* _What is needed_: When the word "super" shows up in a line of the records below, copy that line.

====== Information supplied

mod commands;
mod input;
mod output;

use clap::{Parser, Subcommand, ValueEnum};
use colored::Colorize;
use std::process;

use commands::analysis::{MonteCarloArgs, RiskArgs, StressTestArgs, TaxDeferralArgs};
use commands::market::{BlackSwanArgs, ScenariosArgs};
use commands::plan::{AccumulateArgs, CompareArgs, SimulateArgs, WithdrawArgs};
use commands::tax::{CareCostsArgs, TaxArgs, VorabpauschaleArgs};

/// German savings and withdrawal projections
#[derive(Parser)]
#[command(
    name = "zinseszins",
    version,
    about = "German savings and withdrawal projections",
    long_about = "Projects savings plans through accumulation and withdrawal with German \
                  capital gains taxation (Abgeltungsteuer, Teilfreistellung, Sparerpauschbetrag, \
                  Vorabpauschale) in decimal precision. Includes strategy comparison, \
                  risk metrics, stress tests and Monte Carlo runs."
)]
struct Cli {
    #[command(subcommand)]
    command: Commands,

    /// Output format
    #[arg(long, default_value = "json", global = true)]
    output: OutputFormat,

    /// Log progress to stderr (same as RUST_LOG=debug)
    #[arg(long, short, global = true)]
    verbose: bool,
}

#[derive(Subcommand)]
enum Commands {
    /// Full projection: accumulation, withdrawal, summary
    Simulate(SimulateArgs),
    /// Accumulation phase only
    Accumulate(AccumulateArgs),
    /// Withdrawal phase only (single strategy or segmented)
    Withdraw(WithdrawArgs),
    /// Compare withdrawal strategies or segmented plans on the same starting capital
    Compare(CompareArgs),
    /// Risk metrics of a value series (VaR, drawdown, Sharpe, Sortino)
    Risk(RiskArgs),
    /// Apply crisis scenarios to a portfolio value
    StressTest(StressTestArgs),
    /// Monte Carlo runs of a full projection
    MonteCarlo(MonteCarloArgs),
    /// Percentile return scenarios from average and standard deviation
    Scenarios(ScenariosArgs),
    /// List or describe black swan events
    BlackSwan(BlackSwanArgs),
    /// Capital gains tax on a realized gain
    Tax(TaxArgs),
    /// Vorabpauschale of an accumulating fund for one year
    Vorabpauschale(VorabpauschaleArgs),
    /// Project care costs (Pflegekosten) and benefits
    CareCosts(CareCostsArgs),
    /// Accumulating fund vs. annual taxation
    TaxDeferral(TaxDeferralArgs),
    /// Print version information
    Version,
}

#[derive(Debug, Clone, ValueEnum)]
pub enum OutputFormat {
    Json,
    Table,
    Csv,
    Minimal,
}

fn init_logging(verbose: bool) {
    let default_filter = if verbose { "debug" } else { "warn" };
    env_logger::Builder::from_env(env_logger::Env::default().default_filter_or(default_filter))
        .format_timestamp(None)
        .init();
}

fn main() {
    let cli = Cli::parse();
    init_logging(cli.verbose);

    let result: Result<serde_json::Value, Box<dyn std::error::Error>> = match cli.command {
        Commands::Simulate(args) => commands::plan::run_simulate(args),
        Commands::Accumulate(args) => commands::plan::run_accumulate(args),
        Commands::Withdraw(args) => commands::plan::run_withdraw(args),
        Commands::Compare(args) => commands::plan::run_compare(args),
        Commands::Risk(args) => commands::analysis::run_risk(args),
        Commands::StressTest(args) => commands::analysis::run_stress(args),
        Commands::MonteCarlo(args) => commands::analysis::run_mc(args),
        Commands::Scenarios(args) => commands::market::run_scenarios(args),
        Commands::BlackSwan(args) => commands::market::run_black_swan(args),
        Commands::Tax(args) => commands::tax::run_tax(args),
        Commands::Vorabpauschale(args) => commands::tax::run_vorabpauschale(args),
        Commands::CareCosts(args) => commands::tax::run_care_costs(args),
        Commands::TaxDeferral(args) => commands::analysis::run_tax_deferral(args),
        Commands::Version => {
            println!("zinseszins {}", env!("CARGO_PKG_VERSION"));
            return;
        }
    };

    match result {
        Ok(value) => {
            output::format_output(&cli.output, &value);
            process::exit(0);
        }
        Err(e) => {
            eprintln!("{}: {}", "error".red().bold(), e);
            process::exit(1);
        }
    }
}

============
====== Information supplied

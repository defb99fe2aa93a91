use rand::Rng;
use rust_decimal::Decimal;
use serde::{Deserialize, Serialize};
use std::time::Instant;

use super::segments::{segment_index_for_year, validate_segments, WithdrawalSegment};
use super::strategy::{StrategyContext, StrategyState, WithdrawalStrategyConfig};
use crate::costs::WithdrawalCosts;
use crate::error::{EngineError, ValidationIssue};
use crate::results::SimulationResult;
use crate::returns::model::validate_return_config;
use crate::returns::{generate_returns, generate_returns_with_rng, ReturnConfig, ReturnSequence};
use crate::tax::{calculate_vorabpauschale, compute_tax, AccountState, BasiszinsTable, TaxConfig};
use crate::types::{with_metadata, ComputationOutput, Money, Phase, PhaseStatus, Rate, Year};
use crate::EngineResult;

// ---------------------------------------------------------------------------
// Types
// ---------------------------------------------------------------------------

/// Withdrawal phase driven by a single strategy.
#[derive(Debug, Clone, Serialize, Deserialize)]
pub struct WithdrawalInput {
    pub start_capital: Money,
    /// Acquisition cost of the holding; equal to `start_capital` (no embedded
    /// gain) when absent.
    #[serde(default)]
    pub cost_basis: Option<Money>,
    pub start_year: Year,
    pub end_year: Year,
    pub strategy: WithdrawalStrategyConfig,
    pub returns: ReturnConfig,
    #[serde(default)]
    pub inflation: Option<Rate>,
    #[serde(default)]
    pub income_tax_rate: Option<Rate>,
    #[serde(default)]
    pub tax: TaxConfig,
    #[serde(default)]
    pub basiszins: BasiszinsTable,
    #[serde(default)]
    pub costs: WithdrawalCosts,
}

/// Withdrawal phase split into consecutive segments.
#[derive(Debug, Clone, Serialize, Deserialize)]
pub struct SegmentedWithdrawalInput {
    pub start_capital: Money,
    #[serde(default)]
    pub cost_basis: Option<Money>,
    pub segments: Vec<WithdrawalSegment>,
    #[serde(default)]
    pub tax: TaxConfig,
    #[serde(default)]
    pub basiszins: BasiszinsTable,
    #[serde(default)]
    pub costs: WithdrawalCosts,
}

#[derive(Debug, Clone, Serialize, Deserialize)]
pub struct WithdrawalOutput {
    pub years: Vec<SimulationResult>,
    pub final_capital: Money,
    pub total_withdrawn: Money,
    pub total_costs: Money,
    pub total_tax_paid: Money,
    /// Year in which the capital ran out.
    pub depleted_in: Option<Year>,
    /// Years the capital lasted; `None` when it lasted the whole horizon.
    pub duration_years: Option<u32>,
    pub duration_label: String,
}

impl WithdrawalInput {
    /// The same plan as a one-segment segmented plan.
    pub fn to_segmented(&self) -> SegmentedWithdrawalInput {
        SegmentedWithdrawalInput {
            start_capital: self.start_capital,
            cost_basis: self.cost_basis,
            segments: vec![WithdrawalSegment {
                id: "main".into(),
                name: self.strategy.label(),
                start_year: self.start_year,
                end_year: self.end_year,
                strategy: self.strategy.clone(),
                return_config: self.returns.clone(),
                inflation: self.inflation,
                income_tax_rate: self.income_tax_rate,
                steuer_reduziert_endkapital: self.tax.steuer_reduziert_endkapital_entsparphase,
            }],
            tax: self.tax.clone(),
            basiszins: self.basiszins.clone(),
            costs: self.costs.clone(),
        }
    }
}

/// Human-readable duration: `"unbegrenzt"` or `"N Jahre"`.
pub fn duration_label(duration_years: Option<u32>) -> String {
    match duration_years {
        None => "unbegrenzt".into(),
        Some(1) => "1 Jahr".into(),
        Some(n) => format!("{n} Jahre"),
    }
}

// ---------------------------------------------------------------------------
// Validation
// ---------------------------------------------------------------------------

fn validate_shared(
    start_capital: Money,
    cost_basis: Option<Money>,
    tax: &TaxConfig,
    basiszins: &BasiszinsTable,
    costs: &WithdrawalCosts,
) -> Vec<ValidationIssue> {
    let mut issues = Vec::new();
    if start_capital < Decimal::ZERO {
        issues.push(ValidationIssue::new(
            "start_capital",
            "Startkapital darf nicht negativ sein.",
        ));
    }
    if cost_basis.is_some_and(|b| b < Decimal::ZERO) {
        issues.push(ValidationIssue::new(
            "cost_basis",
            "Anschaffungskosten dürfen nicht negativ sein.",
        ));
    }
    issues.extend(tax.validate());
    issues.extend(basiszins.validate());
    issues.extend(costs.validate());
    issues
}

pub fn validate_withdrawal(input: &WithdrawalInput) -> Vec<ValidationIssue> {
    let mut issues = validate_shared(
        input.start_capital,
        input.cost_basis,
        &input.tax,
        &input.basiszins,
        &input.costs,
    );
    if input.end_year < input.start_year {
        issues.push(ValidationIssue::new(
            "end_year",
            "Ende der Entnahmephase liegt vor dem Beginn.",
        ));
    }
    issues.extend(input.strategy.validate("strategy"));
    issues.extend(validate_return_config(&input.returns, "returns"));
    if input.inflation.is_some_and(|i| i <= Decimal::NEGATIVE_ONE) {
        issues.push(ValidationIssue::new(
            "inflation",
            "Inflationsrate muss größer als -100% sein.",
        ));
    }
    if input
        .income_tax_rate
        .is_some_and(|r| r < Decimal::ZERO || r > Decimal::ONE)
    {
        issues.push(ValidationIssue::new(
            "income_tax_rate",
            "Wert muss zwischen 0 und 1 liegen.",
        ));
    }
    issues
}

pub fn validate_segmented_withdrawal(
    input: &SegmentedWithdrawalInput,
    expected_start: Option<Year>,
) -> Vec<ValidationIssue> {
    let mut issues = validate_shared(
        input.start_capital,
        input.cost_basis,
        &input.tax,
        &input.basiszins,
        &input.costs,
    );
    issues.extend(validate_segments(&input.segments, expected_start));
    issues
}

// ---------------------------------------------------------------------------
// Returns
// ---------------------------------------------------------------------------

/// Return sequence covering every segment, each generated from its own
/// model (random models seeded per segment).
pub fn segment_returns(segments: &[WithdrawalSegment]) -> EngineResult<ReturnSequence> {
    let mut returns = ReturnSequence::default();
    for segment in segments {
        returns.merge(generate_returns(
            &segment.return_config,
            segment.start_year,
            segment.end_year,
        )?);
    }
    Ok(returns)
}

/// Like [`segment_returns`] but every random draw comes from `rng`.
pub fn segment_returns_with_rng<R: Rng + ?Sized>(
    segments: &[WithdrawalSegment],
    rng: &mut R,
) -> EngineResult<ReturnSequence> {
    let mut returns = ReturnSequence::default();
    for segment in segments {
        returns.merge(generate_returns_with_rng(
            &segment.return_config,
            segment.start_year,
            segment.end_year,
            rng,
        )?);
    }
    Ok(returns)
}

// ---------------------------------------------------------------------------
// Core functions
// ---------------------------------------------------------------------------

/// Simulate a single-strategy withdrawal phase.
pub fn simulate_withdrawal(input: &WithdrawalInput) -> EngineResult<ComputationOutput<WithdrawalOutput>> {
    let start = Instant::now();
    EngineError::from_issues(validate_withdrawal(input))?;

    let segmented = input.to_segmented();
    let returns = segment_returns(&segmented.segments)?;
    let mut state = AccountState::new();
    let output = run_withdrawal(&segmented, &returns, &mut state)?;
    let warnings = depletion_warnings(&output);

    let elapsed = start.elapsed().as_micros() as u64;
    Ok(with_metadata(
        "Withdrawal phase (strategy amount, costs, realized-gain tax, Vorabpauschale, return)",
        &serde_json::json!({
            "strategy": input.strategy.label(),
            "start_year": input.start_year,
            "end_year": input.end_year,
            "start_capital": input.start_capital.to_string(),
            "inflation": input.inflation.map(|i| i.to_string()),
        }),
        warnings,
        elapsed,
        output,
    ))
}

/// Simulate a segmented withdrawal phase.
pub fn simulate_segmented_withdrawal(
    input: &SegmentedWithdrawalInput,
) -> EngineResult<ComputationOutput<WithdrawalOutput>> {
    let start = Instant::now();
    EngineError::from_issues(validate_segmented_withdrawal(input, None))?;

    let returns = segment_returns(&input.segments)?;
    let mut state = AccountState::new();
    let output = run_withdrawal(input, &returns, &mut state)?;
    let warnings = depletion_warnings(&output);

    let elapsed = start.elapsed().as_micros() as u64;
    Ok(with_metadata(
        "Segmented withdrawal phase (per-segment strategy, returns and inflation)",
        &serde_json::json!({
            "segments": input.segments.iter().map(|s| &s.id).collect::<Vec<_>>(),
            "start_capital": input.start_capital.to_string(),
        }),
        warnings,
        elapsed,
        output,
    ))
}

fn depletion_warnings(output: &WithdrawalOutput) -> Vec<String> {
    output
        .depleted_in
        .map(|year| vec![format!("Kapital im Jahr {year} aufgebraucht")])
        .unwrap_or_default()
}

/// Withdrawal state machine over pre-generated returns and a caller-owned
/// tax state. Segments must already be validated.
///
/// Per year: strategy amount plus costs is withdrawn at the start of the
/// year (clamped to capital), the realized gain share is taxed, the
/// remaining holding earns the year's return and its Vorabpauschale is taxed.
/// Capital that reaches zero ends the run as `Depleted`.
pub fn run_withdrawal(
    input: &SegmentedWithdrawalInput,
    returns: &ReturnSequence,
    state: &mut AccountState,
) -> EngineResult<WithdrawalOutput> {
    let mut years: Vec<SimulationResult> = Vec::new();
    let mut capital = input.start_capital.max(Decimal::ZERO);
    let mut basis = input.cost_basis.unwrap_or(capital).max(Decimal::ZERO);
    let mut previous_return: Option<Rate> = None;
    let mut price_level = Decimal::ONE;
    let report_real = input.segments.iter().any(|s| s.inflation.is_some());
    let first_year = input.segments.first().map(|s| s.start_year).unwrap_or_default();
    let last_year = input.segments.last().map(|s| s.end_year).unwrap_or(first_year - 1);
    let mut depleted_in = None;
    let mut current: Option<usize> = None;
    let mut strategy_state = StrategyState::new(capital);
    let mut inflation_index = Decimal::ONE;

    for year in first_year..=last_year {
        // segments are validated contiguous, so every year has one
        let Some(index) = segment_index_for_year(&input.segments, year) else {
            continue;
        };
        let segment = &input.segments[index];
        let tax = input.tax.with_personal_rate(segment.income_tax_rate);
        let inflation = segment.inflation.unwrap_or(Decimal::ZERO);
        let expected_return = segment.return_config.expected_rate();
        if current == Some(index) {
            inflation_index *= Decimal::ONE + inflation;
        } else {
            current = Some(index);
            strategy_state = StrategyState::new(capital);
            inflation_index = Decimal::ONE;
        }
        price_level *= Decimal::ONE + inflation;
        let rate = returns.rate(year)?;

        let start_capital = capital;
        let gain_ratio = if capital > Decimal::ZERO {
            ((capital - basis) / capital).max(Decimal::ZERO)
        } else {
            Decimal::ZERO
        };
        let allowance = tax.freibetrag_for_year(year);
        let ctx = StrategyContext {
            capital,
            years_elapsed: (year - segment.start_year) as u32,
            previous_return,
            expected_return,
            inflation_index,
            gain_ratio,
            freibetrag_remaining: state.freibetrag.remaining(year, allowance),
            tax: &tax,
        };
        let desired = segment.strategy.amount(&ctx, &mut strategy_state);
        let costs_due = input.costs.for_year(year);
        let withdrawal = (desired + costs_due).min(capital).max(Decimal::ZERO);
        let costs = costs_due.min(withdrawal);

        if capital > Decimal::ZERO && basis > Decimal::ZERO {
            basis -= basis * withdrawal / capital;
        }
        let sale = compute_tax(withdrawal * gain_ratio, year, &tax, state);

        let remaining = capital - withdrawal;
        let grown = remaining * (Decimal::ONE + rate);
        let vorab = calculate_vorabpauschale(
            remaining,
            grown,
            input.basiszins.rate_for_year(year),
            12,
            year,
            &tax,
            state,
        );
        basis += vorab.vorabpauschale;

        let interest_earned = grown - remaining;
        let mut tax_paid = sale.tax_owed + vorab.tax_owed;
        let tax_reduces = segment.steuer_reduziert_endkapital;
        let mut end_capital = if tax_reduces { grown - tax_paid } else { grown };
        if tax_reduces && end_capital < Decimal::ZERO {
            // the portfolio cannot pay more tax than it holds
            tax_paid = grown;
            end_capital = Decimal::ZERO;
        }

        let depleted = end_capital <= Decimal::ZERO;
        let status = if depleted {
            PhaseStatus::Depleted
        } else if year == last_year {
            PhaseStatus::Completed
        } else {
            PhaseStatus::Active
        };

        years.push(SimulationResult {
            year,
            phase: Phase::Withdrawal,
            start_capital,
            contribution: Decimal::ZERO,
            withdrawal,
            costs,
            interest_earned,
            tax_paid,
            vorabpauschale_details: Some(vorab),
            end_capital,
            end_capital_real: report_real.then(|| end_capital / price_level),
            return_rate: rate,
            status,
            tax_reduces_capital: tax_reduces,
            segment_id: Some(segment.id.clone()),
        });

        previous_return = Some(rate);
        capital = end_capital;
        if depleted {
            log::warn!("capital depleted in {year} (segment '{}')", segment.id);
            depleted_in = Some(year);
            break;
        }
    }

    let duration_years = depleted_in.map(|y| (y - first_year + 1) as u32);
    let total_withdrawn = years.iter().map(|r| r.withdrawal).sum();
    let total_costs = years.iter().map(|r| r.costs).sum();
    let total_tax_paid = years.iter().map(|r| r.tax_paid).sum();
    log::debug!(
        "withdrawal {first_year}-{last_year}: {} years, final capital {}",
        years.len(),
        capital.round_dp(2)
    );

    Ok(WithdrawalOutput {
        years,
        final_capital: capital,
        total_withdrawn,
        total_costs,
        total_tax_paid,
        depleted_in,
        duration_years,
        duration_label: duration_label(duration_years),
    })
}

============
====== Information supplied

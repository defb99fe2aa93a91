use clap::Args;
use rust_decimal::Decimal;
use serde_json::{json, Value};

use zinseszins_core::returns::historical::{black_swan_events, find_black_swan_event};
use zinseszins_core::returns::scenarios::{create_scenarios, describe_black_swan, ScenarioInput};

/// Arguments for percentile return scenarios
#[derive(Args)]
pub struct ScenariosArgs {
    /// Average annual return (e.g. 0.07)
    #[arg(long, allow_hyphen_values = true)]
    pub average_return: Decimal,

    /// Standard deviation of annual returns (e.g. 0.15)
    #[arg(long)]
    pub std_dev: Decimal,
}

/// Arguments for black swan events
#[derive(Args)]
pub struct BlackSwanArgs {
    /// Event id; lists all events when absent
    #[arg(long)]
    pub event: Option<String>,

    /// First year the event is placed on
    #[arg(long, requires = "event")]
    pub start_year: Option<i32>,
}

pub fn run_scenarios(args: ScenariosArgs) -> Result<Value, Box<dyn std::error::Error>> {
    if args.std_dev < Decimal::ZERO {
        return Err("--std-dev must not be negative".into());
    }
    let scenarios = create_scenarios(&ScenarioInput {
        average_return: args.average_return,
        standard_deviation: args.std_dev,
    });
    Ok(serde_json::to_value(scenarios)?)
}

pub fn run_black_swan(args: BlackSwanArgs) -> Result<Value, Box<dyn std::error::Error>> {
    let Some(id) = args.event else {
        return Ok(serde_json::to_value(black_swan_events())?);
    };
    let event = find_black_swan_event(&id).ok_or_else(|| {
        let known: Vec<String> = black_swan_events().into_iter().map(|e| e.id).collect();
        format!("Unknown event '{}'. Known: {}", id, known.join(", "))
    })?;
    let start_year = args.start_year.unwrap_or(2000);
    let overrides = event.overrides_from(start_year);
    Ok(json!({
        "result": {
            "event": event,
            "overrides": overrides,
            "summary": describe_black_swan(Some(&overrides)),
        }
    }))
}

============

* _Answer to this problem_:
use super::segments::{segment_index_for_year, validate_segments, WithdrawalSegment};
use super::strategy::{StrategyContext, StrategyState, WithdrawalStrategyConfig};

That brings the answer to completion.